Mothering has changed me in ways I didn’t know it would.  It has built me up and broke me apart.  Being a mom has brought me closer to what truly matters to me.  I have gained a deeper relationship with my God, my self and my family.  It has granted me the sweetest moments of love, pure and true.  Each time one of my children holds my face in their sweaty little grip to kiss me gently or they give me eskimo kisses I feel that love.  And I have seen God in their love for each other.  Sure, they can fight to the death at times, but those fights are few compared to the countless times I have caught them doing right by one another.  They help one another, they stick up for one another and they go on great-caped adventures around our home together.  I have also seen God in their love of all creation.  During the times we slow down, we become grass-stained, freckle-faced and sun-kissed together.  Those days make mothering feel long in a good, carefree way.

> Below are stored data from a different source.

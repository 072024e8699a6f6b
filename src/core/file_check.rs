use crate::config::ServerConfig;
use crate::domain::model::FileStatus;
use crate::utils::error::{DevToolsError, Result};
use std::path::Path;

#[derive(Debug, Clone, PartialEq, Eq)]
pub struct FileChecklist {
    pub entries: Vec<FileStatus>,
}

impl FileChecklist {
    pub fn missing(&self) -> impl Iterator<Item = &FileStatus> {
        self.entries.iter().filter(|entry| !entry.exists())
    }

    pub fn present_count(&self) -> usize {
        self.entries.iter().filter(|entry| entry.exists()).count()
    }
}

fn file_status(root: &Path, relative: &str) -> FileStatus {
    let full_path = root.join(relative);
    let size = std::fs::metadata(&full_path)
        .ok()
        .filter(|meta| meta.is_file())
        .map(|meta| meta.len());

    FileStatus {
        path: relative.to_string(),
        full_path,
        size,
    }
}

/// 入口頁面不存在時直接失敗，其餘檔案僅供參考
pub fn check_project_files(config: &ServerConfig) -> Result<FileChecklist> {
    let root = config.root_dir();

    let entry = file_status(&root, &config.entry_file);
    if !entry.exists() {
        let project_dir = std::fs::canonicalize(&root).unwrap_or_else(|_| root.clone());
        return Err(DevToolsError::MissingEntryFile {
            path: config.entry_file.clone(),
            project_dir: project_dir.display().to_string(),
        });
    }

    let entries = config
        .checklist
        .iter()
        .map(|relative| file_status(&root, relative))
        .collect::<Vec<_>>();

    for entry in entries.iter().filter(|e| !e.exists()) {
        tracing::debug!("Checklist file missing: {}", entry.path);
    }

    Ok(FileChecklist { entries })
}

#[cfg(test)]
mod tests {
    use super::*;
    use std::fs;
    use tempfile::TempDir;

    fn config_for(root: &Path) -> ServerConfig {
        ServerConfig {
            project_root: Some(root.to_path_buf()),
            checklist: vec!["index.html".to_string(), "scripts/auth.js".to_string()],
            ..ServerConfig::default()
        }
    }

    #[test]
    fn test_missing_entry_file_is_fatal() {
        let temp_dir = TempDir::new().unwrap();
        let result = check_project_files(&config_for(temp_dir.path()));

        match result {
            Err(DevToolsError::MissingEntryFile { path, .. }) => assert_eq!(path, "index.html"),
            other => panic!("expected MissingEntryFile, got {:?}", other),
        }
    }

    #[test]
    fn test_other_missing_files_are_advisory() {
        let temp_dir = TempDir::new().unwrap();
        fs::write(temp_dir.path().join("index.html"), "<html></html>").unwrap();

        let checklist = check_project_files(&config_for(temp_dir.path())).unwrap();

        assert_eq!(checklist.entries.len(), 2);
        assert_eq!(checklist.entries[0].size, Some(13));
        assert_eq!(checklist.present_count(), 1);
        let missing: Vec<&str> = checklist.missing().map(|e| e.path.as_str()).collect();
        assert_eq!(missing, vec!["scripts/auth.js"]);
    }

    #[test]
    fn test_directory_named_like_entry_does_not_count() {
        let temp_dir = TempDir::new().unwrap();
        fs::create_dir(temp_dir.path().join("index.html")).unwrap();

        assert!(check_project_files(&config_for(temp_dir.path())).is_err());
    }
}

The long and short of it is that someday we will swear all the carefree and stress-filled days went faster than we ever thought possible.  If only God would let us push pause, I know we all would.  Here is a glimpse of my paused world maybe you feel the same.  

~ I would pause to have the table full of clanking silverware, dropped napkins, spilled milk that floods everywhere to feel bliss.

~ I would pause to have full beds of the ones we love under the same roof each night to feel peace.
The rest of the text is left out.